Another Nashville is possible and we’ll keep building power to win it!

We celebrate our actual and potential wins all while we keep our eyes on the prize: a Nashville built around housing for all, non-police safety for all, and real democratic decision-making power for all. We will continue to organize, collaborate, and build power to defend and expand upon our wins in the weeks and months and year ahead.

Stay tuned for ways to join the fight to continue building foundations for housing and safety for all!

We started this campaign by asking hundreds of residents across Nashville, “How do you want the city to spend our money?” To the hundreds of residents who answered their doors when we knocked and picked up the phone when we called, who attended our Community Assembly, who opened their church doors to us, and who shared their insights, experiences, and hopes with us — thank you for shaping our platform and helping us lay the groundwork for a Nashville with more housing and safety for all of us.

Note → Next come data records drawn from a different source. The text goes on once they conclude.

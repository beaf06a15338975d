//! UIT-ViIC: Vietnamese captions over COCO train2017.
//!
//! Annotations ship as three COCO caption documents, one per split, all
//! pointing into a single image directory.

use serde::Deserialize;
use std::collections::BTreeSet;
use std::fmt;
use std::fs::File;
use std::io::{BufReader, Write};
use std::path::{Path, PathBuf};

use crate::data::{progress_bar, resolve_image_path, DataUnpacker, Split, DEFAULT_DATA_ROOT};
use crate::error::{AuditError, Result};
use crate::sanity::{SanityLog, SanitySummary};

pub const SANITY_LOG_FILE: &str = "uitviic_sanity_check.log";

#[derive(Debug, Clone, PartialEq, Eq)]
pub struct UitViicMeta {
    /// All COCO train2017 images.
    pub img_dir: PathBuf,
    pub json_dir: PathBuf,
    pub train_file: PathBuf,
    pub val_file: PathBuf,
    pub test_file: PathBuf,
}

impl UitViicMeta {
    pub fn new(img_dir: impl Into<PathBuf>, json_dir: impl Into<PathBuf>) -> Self {
        let json_dir = json_dir.into();
        Self {
            img_dir: img_dir.into(),
            train_file: json_dir.join("uitviic_captions_train2017.json"),
            val_file: json_dir.join("uitviic_captions_val2017.json"),
            test_file: json_dir.join("uitviic_captions_test2017.json"),
            json_dir,
        }
    }

    /// Standard layout below `root`: `train2017/` and `UIT-ViIC/`.
    pub fn from_root(root: impl AsRef<Path>) -> Self {
        let root = root.as_ref();
        Self::new(root.join("train2017"), root.join("UIT-ViIC"))
    }

    pub fn split_file(&self, split: Split) -> &Path {
        match split {
            Split::Train => &self.train_file,
            Split::Val => &self.val_file,
            Split::Test => &self.test_file,
        }
    }

    pub fn splits(&self) -> [Split; 3] {
        [Split::Train, Split::Val, Split::Test]
    }
}

impl Default for UitViicMeta {
    fn default() -> Self {
        Self::from_root(DEFAULT_DATA_ROOT)
    }
}

#[derive(Debug, Clone, PartialEq, Eq, Deserialize)]
pub struct CaptionAnnotation {
    pub image_id: u64,
    #[serde(default)]
    pub id: Option<u64>,
    pub caption: String,
}

impl fmt::Display for CaptionAnnotation {
    fn fmt(&self, f: &mut fmt::Formatter<'_>) -> fmt::Result {
        write!(f, "{{'image_id': {}", self.image_id)?;
        if let Some(id) = self.id {
            write!(f, ", 'id': {}", id)?;
        }
        write!(f, ", 'caption': '{}'}}", self.caption)
    }
}

#[derive(Debug, Deserialize)]
struct CaptionFile {
    annotations: Vec<CaptionAnnotation>,
}

pub struct UitViicUnpacker {
    meta: UitViicMeta,
    show_progress: bool,
}

impl UitViicUnpacker {
    pub fn new(meta: UitViicMeta) -> Self {
        Self {
            meta,
            show_progress: false,
        }
    }

    pub fn with_progress(mut self, show_progress: bool) -> Self {
        self.show_progress = show_progress;
        self
    }

    fn load_annotations(&self, split: Split) -> Result<Vec<CaptionAnnotation>> {
        load_annotations(self.meta.split_file(split))
    }

    fn image_path(&self, annotation: &CaptionAnnotation) -> PathBuf {
        resolve_image_path(&self.meta.img_dir, annotation.image_id)
    }
}

/// Reads the `annotations` array of a COCO caption document.
pub fn load_annotations(path: &Path) -> Result<Vec<CaptionAnnotation>> {
    let file = File::open(path).map_err(|e| AuditError::io(path, e))?;
    let parsed: CaptionFile =
        serde_json::from_reader(BufReader::new(file)).map_err(|source| AuditError::Json {
            path: path.to_path_buf(),
            source,
        })?;
    tracing::debug!(
        "Loaded {} annotations from {}",
        parsed.annotations.len(),
        path.display()
    );
    Ok(parsed.annotations)
}

impl DataUnpacker for UitViicUnpacker {
    type Record = CaptionAnnotation;

    fn name(&self) -> &'static str {
        "uitviic"
    }

    fn get_item(
        &self,
        index: usize,
        split: Split,
    ) -> Result<Option<(CaptionAnnotation, PathBuf)>> {
        let mut annotations = self.load_annotations(split)?;
        let len = annotations.len();
        if index >= len {
            return Err(AuditError::IndexOutOfRange { index, split, len });
        }
        let annotation = annotations.swap_remove(index);
        let img_file = self.image_path(&annotation);
        Ok(Some((annotation, img_file)))
    }

    fn run_sanity_check<W: Write>(&self, log: &mut SanityLog<W>) -> Result<SanitySummary> {
        let mut summary = SanitySummary::default();
        let (warnings_before, infos_before) = (log.warnings(), log.infos());

        for split in self.meta.splits() {
            let target = self.meta.split_file(split);
            let annotations = self.load_annotations(split)?;
            let pb = progress_bar(
                Some(annotations.len() as u64),
                self.show_progress,
                format!("Checking {}", split),
            );
            for annotation in &annotations {
                let img_file = self.image_path(annotation);
                if !img_file.is_file() {
                    log.warn(format_args!(
                        "{} @ {} has no image",
                        annotation,
                        target.display()
                    ))?;
                }
                summary.records += 1;
                pb.inc(1);
            }
            pb.finish_and_clear();
        }

        log.flush()?;
        summary.warnings = log.warnings() - warnings_before;
        summary.infos = log.infos() - infos_before;
        tracing::info!("UIT-ViIC sanity check: {}", summary);
        Ok(summary)
    }

    fn get_image_list(&self) -> Result<Vec<PathBuf>> {
        let mut image_set = BTreeSet::new();
        for split in self.meta.splits() {
            let annotations = self.load_annotations(split)?;
            let pb = progress_bar(
                Some(annotations.len() as u64),
                self.show_progress,
                format!("Listing {}", split),
            );
            for annotation in &annotations {
                image_set.insert(self.image_path(annotation));
                pb.inc(1);
            }
            pb.finish_and_clear();
        }
        tracing::info!("UIT-ViIC references {} distinct images", image_set.len());
        Ok(image_set.into_iter().collect())
    }
}

#[cfg(test)]
mod tests {
    use super::*;
    use std::fs;
    use tempfile::TempDir;

    fn write_split(path: &Path, entries: &[(u64, u64, &str)]) {
        let annotations: Vec<serde_json::Value> = entries
            .iter()
            .map(|(image_id, id, caption)| {
                serde_json::json!({ "image_id": image_id, "id": id, "caption": caption })
            })
            .collect();
        let doc = serde_json::json!({
            "info": { "description": "UIT-ViIC" },
            "images": [],
            "annotations": annotations,
        });
        fs::write(path, serde_json::to_string(&doc).unwrap()).unwrap();
    }

    fn touch_image(meta: &UitViicMeta, image_id: u64) {
        fs::write(resolve_image_path(&meta.img_dir, image_id), b"").unwrap();
    }

    fn setup() -> (TempDir, UitViicMeta) {
        let temp_dir = TempDir::new().unwrap();
        let meta = UitViicMeta::from_root(temp_dir.path());
        fs::create_dir_all(&meta.img_dir).unwrap();
        fs::create_dir_all(&meta.json_dir).unwrap();
        write_split(
            &meta.train_file,
            &[(9, 1, "một con mèo"), (25, 2, "hai cầu thủ"), (9, 3, "con mèo nằm")],
        );
        write_split(&meta.val_file, &[(30, 4, "sân bóng chày")]);
        write_split(&meta.test_file, &[(25, 5, "cầu thủ ném bóng")]);
        (temp_dir, meta)
    }

    #[test]
    fn test_default_layout() {
        let meta = UitViicMeta::default();
        assert_eq!(meta.img_dir, PathBuf::from("/mnt/disks/nlpvnhub/dinhanhx/train2017"));
        assert_eq!(
            meta.split_file(Split::Val),
            Path::new("/mnt/disks/nlpvnhub/dinhanhx/UIT-ViIC/uitviic_captions_val2017.json")
        );
    }

    #[test]
    fn test_get_item_returns_annotation_at_index() {
        let (_temp_dir, meta) = setup();
        let unpacker = UitViicUnpacker::new(meta.clone());

        for (index, expected_id) in [(0usize, 9u64), (1, 25), (2, 9)] {
            let (annotation, img_file) = unpacker.get_item(index, Split::Train).unwrap().unwrap();
            assert_eq!(annotation.image_id, expected_id);
            assert_eq!(annotation.id, Some(index as u64 + 1));
            assert!(img_file.ends_with(format!("{:012}.jpg", expected_id)));
            assert!(img_file.starts_with(&meta.img_dir));
        }
    }

    #[test]
    fn test_get_item_past_end_is_error() {
        let (_temp_dir, meta) = setup();
        let unpacker = UitViicUnpacker::new(meta);
        let err = unpacker.get_item(1, Split::Val).unwrap_err();
        assert!(matches!(
            err,
            AuditError::IndexOutOfRange { index: 1, split: Split::Val, len: 1 }
        ));
    }

    #[test]
    fn test_missing_annotation_file_is_io_error() {
        let temp_dir = TempDir::new().unwrap();
        let unpacker = UitViicUnpacker::new(UitViicMeta::from_root(temp_dir.path()));
        assert!(matches!(
            unpacker.get_item(0, Split::Train),
            Err(AuditError::Io { .. })
        ));
    }

    #[test]
    fn test_malformed_annotation_file_is_json_error() {
        let (_temp_dir, meta) = setup();
        fs::write(&meta.test_file, "{\"annotations\": [").unwrap();
        let unpacker = UitViicUnpacker::new(meta);
        assert!(matches!(
            unpacker.get_item(0, Split::Test),
            Err(AuditError::Json { .. })
        ));
    }

    #[test]
    fn test_sanity_check_clean_dataset_logs_nothing() {
        let (_temp_dir, meta) = setup();
        for id in [9, 25, 30] {
            touch_image(&meta, id);
        }
        let unpacker = UitViicUnpacker::new(meta);
        let mut log = SanityLog::new(Vec::new(), unpacker.name());

        let summary = unpacker.run_sanity_check(&mut log).unwrap();
        assert_eq!(summary, SanitySummary { records: 5, warnings: 0, infos: 0 });
        assert!(log.into_inner().unwrap().is_empty());
    }

    #[test]
    fn test_sanity_check_warns_once_per_missing_record() {
        let (_temp_dir, meta) = setup();
        touch_image(&meta, 9);
        touch_image(&meta, 25);
        let unpacker = UitViicUnpacker::new(meta.clone());
        let mut log = SanityLog::new(Vec::new(), unpacker.name());

        let summary = unpacker.run_sanity_check(&mut log).unwrap();
        assert_eq!(summary.warnings, 1);

        let out = String::from_utf8(log.into_inner().unwrap()).unwrap();
        let lines: Vec<&str> = out.lines().collect();
        assert_eq!(lines.len(), 1);
        assert!(lines[0].starts_with("uitviic - WARNING - "));
        assert!(lines[0].contains("'image_id': 30"));
        assert!(lines[0].contains(&meta.val_file.display().to_string()));
        assert!(lines[0].ends_with("has no image"));
    }

    #[test]
    fn test_image_list_is_deduplicated() {
        let (_temp_dir, meta) = setup();
        let unpacker = UitViicUnpacker::new(meta.clone());

        let images = unpacker.get_image_list().unwrap();
        assert_eq!(
            images,
            vec![
                resolve_image_path(&meta.img_dir, 9),
                resolve_image_path(&meta.img_dir, 25),
                resolve_image_path(&meta.img_dir, 30),
            ]
        );
    }
}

The wins we celebrate today and that we will organize to build upon tomorrow were made possible through the extensive labor of our members and community supporters alongside indispensable support from Kay Bowers, Andy Zhu, Mike Lacy, Davie Tucker, Mark Eatherly, Open Table Nashville, Southeast Center for Cooperative Development, Budget & Finance Chair Delishia Porterfield, Co-Chair Kyontze Toombs, Council Members Zulfat Suara, Erin Evans, and Burkley Allen, along with other council members who championed our efforts. Thank you.